- **What this task involves**
Show each line of the data below in which "title" occurs.

- **Records shown**

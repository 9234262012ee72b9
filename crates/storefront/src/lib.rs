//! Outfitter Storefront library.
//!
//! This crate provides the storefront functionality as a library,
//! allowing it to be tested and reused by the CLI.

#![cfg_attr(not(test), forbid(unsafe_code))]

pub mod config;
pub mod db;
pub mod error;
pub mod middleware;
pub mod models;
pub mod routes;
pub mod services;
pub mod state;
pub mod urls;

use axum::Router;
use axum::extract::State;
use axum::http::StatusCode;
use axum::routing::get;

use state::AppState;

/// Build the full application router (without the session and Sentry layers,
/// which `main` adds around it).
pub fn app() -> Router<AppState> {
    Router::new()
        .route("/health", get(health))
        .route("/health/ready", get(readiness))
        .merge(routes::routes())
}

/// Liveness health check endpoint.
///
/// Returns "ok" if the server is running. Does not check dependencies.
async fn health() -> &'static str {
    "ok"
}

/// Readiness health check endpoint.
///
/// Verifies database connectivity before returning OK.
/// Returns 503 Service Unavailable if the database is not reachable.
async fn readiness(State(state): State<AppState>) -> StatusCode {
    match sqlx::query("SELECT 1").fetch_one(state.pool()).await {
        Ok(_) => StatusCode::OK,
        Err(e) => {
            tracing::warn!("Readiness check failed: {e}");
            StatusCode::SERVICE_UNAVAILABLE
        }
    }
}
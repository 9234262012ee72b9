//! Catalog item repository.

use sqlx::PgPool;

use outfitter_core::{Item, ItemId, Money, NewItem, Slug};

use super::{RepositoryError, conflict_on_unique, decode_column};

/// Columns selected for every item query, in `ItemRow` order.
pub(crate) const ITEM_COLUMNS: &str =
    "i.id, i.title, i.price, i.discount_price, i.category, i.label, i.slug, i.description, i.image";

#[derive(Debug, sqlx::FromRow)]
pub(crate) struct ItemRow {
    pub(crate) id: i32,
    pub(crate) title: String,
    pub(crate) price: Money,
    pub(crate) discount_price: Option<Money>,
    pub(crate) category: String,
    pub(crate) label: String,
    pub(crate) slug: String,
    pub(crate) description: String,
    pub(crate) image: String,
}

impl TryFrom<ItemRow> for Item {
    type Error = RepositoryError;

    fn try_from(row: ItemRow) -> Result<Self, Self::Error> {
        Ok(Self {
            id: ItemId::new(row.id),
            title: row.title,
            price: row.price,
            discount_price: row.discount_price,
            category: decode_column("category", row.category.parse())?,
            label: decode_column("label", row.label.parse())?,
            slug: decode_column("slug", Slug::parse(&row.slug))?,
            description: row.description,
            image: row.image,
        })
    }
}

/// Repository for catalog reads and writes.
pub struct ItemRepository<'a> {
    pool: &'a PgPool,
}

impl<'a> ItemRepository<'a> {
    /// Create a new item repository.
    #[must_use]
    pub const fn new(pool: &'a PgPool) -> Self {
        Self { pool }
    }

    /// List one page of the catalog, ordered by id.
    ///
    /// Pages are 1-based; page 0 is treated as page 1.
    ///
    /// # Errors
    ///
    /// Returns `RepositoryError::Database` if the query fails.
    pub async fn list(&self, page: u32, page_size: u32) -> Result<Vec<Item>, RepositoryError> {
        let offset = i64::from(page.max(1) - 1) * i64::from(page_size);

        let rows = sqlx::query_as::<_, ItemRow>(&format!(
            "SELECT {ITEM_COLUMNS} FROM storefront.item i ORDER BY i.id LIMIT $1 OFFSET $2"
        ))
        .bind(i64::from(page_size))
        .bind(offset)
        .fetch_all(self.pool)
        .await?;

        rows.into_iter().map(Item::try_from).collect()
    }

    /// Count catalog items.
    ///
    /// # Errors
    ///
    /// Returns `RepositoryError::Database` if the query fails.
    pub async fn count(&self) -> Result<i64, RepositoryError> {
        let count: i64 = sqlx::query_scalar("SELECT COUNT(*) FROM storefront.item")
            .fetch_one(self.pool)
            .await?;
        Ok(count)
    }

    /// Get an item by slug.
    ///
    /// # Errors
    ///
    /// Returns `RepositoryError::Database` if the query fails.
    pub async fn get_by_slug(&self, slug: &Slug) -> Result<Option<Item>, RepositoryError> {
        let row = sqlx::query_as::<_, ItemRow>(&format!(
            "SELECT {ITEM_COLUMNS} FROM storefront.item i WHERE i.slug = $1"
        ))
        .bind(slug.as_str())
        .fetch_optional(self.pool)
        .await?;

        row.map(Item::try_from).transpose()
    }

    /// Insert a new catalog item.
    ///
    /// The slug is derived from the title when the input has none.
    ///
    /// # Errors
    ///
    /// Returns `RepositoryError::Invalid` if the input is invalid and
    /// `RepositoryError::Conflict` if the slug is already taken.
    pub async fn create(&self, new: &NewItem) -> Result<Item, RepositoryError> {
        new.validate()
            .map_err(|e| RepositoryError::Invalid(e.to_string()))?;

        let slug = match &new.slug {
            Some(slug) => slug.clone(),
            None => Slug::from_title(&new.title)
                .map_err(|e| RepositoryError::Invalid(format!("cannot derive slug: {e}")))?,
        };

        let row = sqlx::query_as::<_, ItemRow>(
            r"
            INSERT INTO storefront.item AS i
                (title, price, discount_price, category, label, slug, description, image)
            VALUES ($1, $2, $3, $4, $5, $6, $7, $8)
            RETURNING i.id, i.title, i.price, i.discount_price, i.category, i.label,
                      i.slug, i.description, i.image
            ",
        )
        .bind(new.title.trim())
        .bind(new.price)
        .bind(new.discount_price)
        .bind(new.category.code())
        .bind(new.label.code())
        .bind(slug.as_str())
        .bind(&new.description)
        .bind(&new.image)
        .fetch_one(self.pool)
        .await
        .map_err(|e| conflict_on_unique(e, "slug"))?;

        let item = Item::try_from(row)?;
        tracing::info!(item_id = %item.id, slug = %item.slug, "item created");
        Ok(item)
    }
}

--

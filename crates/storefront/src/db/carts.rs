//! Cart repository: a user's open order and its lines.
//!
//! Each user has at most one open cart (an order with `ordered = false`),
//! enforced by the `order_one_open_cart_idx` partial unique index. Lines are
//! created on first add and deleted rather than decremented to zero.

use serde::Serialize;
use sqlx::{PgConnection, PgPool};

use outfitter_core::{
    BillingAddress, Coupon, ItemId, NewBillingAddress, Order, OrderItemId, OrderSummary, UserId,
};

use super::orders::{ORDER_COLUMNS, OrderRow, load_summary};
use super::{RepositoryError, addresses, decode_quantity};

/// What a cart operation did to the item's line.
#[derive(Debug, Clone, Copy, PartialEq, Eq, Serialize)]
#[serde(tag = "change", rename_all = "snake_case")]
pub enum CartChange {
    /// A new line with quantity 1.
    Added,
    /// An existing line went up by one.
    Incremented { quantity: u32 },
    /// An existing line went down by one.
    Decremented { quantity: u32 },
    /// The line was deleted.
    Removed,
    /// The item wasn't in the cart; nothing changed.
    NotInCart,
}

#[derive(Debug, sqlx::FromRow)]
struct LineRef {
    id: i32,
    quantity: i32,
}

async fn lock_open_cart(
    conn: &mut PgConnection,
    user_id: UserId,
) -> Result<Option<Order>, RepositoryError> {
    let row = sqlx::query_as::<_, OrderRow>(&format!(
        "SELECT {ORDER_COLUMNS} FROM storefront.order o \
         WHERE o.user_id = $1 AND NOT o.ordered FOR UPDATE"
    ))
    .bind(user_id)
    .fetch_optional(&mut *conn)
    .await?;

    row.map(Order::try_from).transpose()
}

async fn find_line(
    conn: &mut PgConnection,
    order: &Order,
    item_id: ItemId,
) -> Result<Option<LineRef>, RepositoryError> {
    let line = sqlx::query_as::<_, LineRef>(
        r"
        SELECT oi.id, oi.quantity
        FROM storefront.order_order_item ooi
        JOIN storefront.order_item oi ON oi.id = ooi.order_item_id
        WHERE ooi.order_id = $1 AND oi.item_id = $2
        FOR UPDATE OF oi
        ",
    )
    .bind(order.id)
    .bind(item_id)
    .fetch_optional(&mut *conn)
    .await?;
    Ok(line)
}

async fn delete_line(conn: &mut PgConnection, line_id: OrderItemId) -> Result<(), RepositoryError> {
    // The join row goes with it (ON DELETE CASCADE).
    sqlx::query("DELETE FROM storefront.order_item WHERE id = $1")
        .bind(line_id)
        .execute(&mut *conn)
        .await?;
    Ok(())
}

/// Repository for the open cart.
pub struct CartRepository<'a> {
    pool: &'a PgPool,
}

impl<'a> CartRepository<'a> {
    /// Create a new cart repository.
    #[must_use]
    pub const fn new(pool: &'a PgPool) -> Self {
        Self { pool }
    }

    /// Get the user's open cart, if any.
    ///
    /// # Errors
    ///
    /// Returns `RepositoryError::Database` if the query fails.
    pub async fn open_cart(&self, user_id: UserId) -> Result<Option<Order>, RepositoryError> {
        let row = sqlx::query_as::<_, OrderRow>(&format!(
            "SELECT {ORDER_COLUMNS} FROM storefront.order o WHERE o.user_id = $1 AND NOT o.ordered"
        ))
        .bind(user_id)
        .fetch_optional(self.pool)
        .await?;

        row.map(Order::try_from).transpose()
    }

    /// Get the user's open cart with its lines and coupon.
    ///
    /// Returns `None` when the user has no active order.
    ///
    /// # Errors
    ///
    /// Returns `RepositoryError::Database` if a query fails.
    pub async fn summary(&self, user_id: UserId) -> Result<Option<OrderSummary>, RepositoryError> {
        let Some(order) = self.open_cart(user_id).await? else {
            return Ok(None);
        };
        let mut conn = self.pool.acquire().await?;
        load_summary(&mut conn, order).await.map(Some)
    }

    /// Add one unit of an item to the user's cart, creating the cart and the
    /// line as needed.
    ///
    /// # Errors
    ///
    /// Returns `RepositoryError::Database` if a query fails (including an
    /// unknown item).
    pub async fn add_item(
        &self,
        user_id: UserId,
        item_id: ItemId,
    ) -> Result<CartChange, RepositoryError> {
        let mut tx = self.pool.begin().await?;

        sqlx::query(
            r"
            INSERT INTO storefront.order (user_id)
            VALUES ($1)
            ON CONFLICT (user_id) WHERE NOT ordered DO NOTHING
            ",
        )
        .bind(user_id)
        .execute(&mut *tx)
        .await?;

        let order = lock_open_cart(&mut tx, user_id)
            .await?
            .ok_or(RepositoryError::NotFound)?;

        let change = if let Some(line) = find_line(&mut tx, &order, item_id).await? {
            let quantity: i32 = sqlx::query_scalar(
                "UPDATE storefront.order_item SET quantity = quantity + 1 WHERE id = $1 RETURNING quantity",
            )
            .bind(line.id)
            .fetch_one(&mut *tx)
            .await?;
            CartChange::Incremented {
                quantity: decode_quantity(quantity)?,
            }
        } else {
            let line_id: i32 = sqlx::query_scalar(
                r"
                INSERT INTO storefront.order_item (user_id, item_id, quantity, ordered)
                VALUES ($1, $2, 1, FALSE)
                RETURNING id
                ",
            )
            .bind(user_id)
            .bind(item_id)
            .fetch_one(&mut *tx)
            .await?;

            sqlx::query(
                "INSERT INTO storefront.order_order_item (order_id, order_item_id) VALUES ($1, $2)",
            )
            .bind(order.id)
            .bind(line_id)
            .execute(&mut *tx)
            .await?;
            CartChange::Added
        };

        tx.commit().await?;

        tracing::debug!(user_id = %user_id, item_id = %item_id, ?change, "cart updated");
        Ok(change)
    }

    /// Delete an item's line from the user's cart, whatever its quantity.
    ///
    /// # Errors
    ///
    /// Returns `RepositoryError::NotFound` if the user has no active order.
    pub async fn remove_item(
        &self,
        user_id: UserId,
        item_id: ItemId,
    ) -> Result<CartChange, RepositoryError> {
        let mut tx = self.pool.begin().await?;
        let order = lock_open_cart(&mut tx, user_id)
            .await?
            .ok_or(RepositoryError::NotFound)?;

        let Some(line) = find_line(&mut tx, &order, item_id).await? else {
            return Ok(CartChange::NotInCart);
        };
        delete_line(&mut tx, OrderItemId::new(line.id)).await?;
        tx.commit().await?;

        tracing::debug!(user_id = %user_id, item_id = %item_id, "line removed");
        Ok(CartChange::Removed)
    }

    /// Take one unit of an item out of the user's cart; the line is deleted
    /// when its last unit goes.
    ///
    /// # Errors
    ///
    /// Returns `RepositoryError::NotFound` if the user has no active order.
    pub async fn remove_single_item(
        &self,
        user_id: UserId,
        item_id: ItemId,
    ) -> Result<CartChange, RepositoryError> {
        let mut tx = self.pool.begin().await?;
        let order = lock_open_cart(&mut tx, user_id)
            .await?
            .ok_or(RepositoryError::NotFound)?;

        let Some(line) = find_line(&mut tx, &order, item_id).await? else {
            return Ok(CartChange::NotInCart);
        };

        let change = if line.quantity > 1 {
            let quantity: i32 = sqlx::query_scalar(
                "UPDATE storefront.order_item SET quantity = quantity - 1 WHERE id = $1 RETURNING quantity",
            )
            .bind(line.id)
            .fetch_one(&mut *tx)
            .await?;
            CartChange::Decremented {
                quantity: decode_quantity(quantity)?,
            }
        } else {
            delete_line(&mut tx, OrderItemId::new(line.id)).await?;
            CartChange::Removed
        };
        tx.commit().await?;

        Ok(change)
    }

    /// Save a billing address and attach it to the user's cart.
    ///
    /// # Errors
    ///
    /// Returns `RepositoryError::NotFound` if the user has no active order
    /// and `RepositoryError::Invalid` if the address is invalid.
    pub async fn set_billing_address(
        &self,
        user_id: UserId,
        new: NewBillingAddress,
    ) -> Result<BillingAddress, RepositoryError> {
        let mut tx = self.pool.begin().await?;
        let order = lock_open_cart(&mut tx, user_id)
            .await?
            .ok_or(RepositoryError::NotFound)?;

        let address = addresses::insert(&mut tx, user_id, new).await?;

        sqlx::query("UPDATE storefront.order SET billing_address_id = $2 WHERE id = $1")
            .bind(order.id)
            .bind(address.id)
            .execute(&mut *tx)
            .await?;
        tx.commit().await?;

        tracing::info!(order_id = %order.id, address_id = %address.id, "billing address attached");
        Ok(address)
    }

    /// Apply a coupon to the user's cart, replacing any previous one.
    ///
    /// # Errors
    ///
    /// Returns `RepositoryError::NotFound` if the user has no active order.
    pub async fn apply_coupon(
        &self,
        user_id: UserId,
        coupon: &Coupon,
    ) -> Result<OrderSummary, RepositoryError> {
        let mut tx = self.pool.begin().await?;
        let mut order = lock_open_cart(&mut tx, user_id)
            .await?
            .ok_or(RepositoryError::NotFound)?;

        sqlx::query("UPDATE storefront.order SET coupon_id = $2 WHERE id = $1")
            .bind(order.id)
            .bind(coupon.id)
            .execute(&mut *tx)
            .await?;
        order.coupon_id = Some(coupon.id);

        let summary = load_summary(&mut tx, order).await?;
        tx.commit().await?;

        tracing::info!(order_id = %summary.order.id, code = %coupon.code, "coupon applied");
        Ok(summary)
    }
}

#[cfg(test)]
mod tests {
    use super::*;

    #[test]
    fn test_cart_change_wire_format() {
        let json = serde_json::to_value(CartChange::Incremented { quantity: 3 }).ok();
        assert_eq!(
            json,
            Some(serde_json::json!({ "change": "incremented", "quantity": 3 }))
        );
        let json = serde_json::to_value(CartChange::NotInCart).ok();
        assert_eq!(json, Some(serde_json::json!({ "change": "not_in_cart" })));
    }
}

- **Written reply**
    "i.id, i.title, i.price, i.discount_price, i.category, i.label, i.slug, i.description, i.image";
    pub(crate) title: String,
            title: row.title,
    /// The slug is derived from the title when the input has none.
            None => Slug::from_title(&new.title)
                (title, price, discount_price, category, label, slug, description, image)
            RETURNING i.id, i.title, i.price, i.discount_price, i.category, i.label,
        .bind(new.title.trim())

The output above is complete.